I've shared some of this with ChrisM and SamL, but I wanted to bring it up here. This largely pertains to the codes RAMSES and NMSU-ART that are currently supported, as well as the support for particle Octrees. ARTIO is somewhat orthogonal at this time, as it doesn't store the octree in memory.
Currently, Octs have:
int (64-bits) local_ind (64-bits) domain (64-bits) pos (64-bits each) level (64-bits) pointer-to-sd (64-bits) children, 8 pointers (64-bits each) parent (64-bits)
This comes out to 136 bytes. Much of this is because we have two different methods of traversing the Octs, both in allocation-order and in depth-first traversal order, and also because when I wrote this (seems like yesterday) I was trying to get something done without worrying too much about memory optimization. However, both of these things are becoming much more important; firstly, we need to ensure we're thinking about the memory implications of a large number of leaf nodes, and we need to verify that order of traversal is not important -- or at least, is guaranteed identical.
Last week I spent some time rewriting the traversal code to attempt to get rid of much of the self-awareness of the octs, such that *outside* of a traversal, they are somewhat meaningless. This lets me cut it down to:
domain index (which we may be able to eliminate in the future) code-specific index allocateable pointer to the 8 children (linearly) pointer-to-sd object
This should be 32 bytes for leaf nodes, which expands for non-leaf nodes, although we may be able to cut that down as well (at the expense of slight over-allocation for instances when not all cells must be simultaneously refined.) I've implemented this with a traversal object, such that it will track the level state, the oct state, and so on and so forth. This works for all of the tests I have been able to create for it, but it results in a slight performance decrease. (I believe in the future we can optimize this.)
Anyway, here's where I'm going with all of this. I'd like to extend the Octree base class, but in a way that leaves several items up to individual implementations. Furthermore, I'd like to start a brief discussion of how we might plan for this becoming distributed memory, which was impossible before but which I think will be possible by removing state from the Octs.
= New Octree Base Class Methods =
I'd like to propose these methods become part of the base octree class:
* next_root(int domain_id, int ind) * next_child(int domain_id)

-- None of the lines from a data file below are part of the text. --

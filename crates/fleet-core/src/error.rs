//! Error types for the coordination core.
//!
//! Every operation returns a typed [`FleetError`]; nothing in the core panics
//! on bad input. Errors are grouped by how a caller is expected to react:
//! validation and resource errors are terminal for the call, conflicts can be
//! retried with a different window, and state errors indicate a programming
//! mistake on the caller's side.

use chrono::{DateTime, Utc};
use thiserror::Error;

use crate::models::PriorityTier;

/// Result type for core operations.
pub type Result<T> = std::result::Result<T, FleetError>;

#[derive(Error, Debug, Clone, PartialEq)]
pub enum FleetError {
    #[error(transparent)]
    Validation(#[from] ValidationError),

    #[error(transparent)]
    Resource(#[from] ResourceError),

    #[error(transparent)]
    Conflict(#[from] ConflictError),

    #[error(transparent)]
    NotFound(#[from] NotFoundError),

    #[error(transparent)]
    State(#[from] StateError),

    #[error(transparent)]
    Authority(#[from] AuthorityError),
}

impl FleetError {
    /// Conflicts are the only failures a caller can resolve by retrying with
    /// a different time or altitude window.
    pub fn is_retryable(&self) -> bool {
        matches!(self, FleetError::Conflict(_))
    }

    /// Short machine-readable category label.
    pub fn kind(&self) -> &'static str {
        match self {
            FleetError::Validation(_) => "validation",
            FleetError::Resource(_) => "resource",
            FleetError::Conflict(_) => "conflict",
            FleetError::NotFound(_) => "not_found",
            FleetError::State(_) => "state",
            FleetError::Authority(_) => "authority",
        }
    }
}

#[derive(Error, Debug, Clone, PartialEq)]
pub enum ValidationError {
    #[error("invalid coordinates for {field}: {value:?}")]
    InvalidCoordinates { field: &'static str, value: String },

    #[error("invalid altitude range: floor {floor_m}m must be below ceiling {ceiling_m}m within [0, {max_m}]m")]
    InvalidAltitudeRange {
        floor_m: f64,
        ceiling_m: f64,
        max_m: f64,
    },

    #[error("invalid time window: start {start} must be before end {end}")]
    InvalidTimeWindow {
        start: DateTime<Utc>,
        end: DateTime<Utc>,
    },

    #[error("invalid weight {field}={value}, expected a percentage in [0, 100]")]
    InvalidWeight { field: &'static str, value: u8 },

    #[error("agent {agent_id} is already registered")]
    DuplicateAgent { agent_id: String },
}

#[derive(Error, Debug, Clone, PartialEq)]
pub enum ResourceError {
    #[error("agent {agent_id} battery {battery_percent}% is below the {required_percent}% safety threshold")]
    InsufficientBattery {
        agent_id: String,
        battery_percent: u8,
        required_percent: u8,
    },

    #[error("agent {agent_id} cannot fly {distance_m:.0}m (max range {max_range_m:.0}m)")]
    MaxRangeExceeded {
        agent_id: String,
        distance_m: f64,
        max_range_m: f64,
    },

    #[error("agent {agent_id} has no path around no-fly zone {zone_id}")]
    NoFlyZoneBlocked { agent_id: String, zone_id: String },

    #[error("airspace at capacity ({active} active slots, limit {capacity})")]
    AirspaceAtCapacity { active: usize, capacity: usize },
}

/// An airspace overlap that priority resolution could not settle.
#[derive(Error, Debug, Clone, PartialEq)]
#[error("airspace conflict with slot {conflicting_slot_id} held by {conflicting_agent_id} ({conflicting_priority:?}) until {conflicting_end}")]
pub struct ConflictError {
    pub conflicting_slot_id: u64,
    pub conflicting_agent_id: String,
    pub conflicting_priority: PriorityTier,
    pub conflicting_end: DateTime<Utc>,
}

#[derive(Error, Debug, Clone, PartialEq)]
pub enum NotFoundError {
    #[error("no available responders for emergency {emergency_id}")]
    NoAvailableResponders { emergency_id: String },

    #[error("airspace slot {0} not found")]
    Slot(u64),

    #[error("emergency response {0} not found")]
    Response(String),

    #[error("emergency {0} not found")]
    Emergency(String),

    #[error("agent {0} not registered")]
    Agent(String),

    #[error("flight session {0} not found")]
    Flight(String),
}

#[derive(Error, Debug, Clone, PartialEq)]
pub enum StateError {
    #[error("route {route_hash:016x} cannot move from {from} to {to}")]
    InvalidRouteTransition {
        route_hash: u64,
        from: &'static str,
        to: &'static str,
    },

    #[error("emergency response {response_id} was already finalized")]
    ResponseAlreadyFinalized { response_id: String },

    #[error("emergency {emergency_id} is already {status}")]
    EmergencyNotOpen {
        emergency_id: String,
        status: &'static str,
    },

    #[error("flight {agent_id} is not in emergency mode")]
    NotInEmergency { agent_id: String },

    #[error("flight {agent_id} is in emergency mode and must be recovered first")]
    EmergencyLocked { agent_id: String },
}

#[derive(Error, Debug, Clone, PartialEq)]
#[error("{caller_id} ({role:?}) is not allowed to {operation}")]
pub struct AuthorityError {
    pub caller_id: String,
    pub role: crate::authority::Role,
    pub operation: &'static str,
}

RAMSESOctreeContainer implements the first of these, and a version of the second of these items. (Which contains routines that are no longer necessary.) The distinction here is that the first of these routines will be able -- in the future, with no changes to API -- to add the root level oct to a sparse list of octs that belong to a given domain; this will, I hope, enable. Currently it will add them to a root_mesh attribute that lives on all the octrees.

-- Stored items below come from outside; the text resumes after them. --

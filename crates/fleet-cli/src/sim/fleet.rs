//! Seeded random fleets and order books.

use fleet_core::spatial::offset_point;
use fleet_core::{AgentSnapshot, GeoPoint, PendingOrder, PriorityTier};
use rand::Rng;

/// San Francisco dispatch hub
pub const HUB: GeoPoint = GeoPoint {
    lat: 37.7749,
    lon: -122.4194,
};

/// Agents and pickups are scattered within this distance of the hub
pub const SERVICE_RADIUS_M: f64 = 3_000.0;

const PAYLOAD_CLASSES_KG: [f64; 3] = [1.0, 2.5, 5.0];

/// Uniformly distributed point inside a disc.
pub fn random_point<R: Rng>(rng: &mut R, center: GeoPoint, radius_m: f64) -> GeoPoint {
    let distance_m = radius_m * rng.random::<f64>().sqrt();
    let bearing = rng.random_range(0.0..360.0);
    offset_point(center, distance_m, bearing)
}

pub fn generate_fleet<R: Rng>(rng: &mut R, count: usize, center: GeoPoint) -> Vec<AgentSnapshot> {
    (0..count)
        .map(|i| {
            let position = random_point(rng, center, SERVICE_RADIUS_M);
            AgentSnapshot {
                id: format!("DRONE{:03}", i + 1),
                autonomy_level: rng.random_range(50..=100),
                battery_percent: rng.random_range(20..=100),
                payload_capacity_kg: PAYLOAD_CLASSES_KG[rng.random_range(0..PAYLOAD_CLASSES_KG.len())],
                max_range_m: rng.random_range(8_000.0..25_000.0_f64).round(),
                position: position.to_string(),
            }
        })
        .collect()
}

pub fn generate_orders<R: Rng>(rng: &mut R, count: usize, center: GeoPoint) -> Vec<PendingOrder> {
    (0..count)
        .map(|i| {
            // Roughly 10% urgent, 20% low priority
            let priority = match rng.random_range(0..10) {
                0 => PriorityTier::High,
                1 | 2 => PriorityTier::Low,
                _ => PriorityTier::Normal,
            };
            PendingOrder {
                order_id: format!("ORD-{:04}", i + 1),
                pickup: random_point(rng, center, SERVICE_RADIUS_M),
                payload_kg: (rng.random_range(0.2..4.0_f64) * 10.0).round() / 10.0,
                priority,
            }
        })
        .collect()
}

By using this, we'll be able to move more of the addition of new octs into the base Octree class, which should hide all of the logic for adding new octs from the individual implementations.
[+-] on moving these explicitly to the base class and mandating their presence?
Because we're thus going to keep a single method of traversing the octree, this will also mean that icoords, fcoords and ires can all be moved to the base class as well, which is the ultimate reason for the changes to the Octree anyway.
= Sparse Octrees =
it is my hope that we can stop allocating the "mask" variable that gets passed around and is (noct,8) in shape, and instead (if a mask is needed at all) only look at domain-by-domain information. For RAMSES and Gadget this will be a big improvement, but much less so for NMSU-ART and Tipsy, which are currently not set up for efficient multi-domain iteration. This will also mean that spatial chunking will be more efficient, and I think we'll be able to push mask selection deeper into the octree object itself.
However, before we can start looking at distributed octrees with true sparse oct filling across nodes, we'll need to "pin" the parallelism. This would mean disabling the ability to add on new communicators, or possibly splitting workgroups up with an IO handler that communicates across MPI to the nodes that contain the sparse octree -- if we instantiate a sparse octree on N processors, we can't then move to subgroups for instance. So we'll need a way to pin it. But, I think with the changes here to removing global state and using a consistent mechanism for traversing the octree, we'll be able to do so eventually in the future.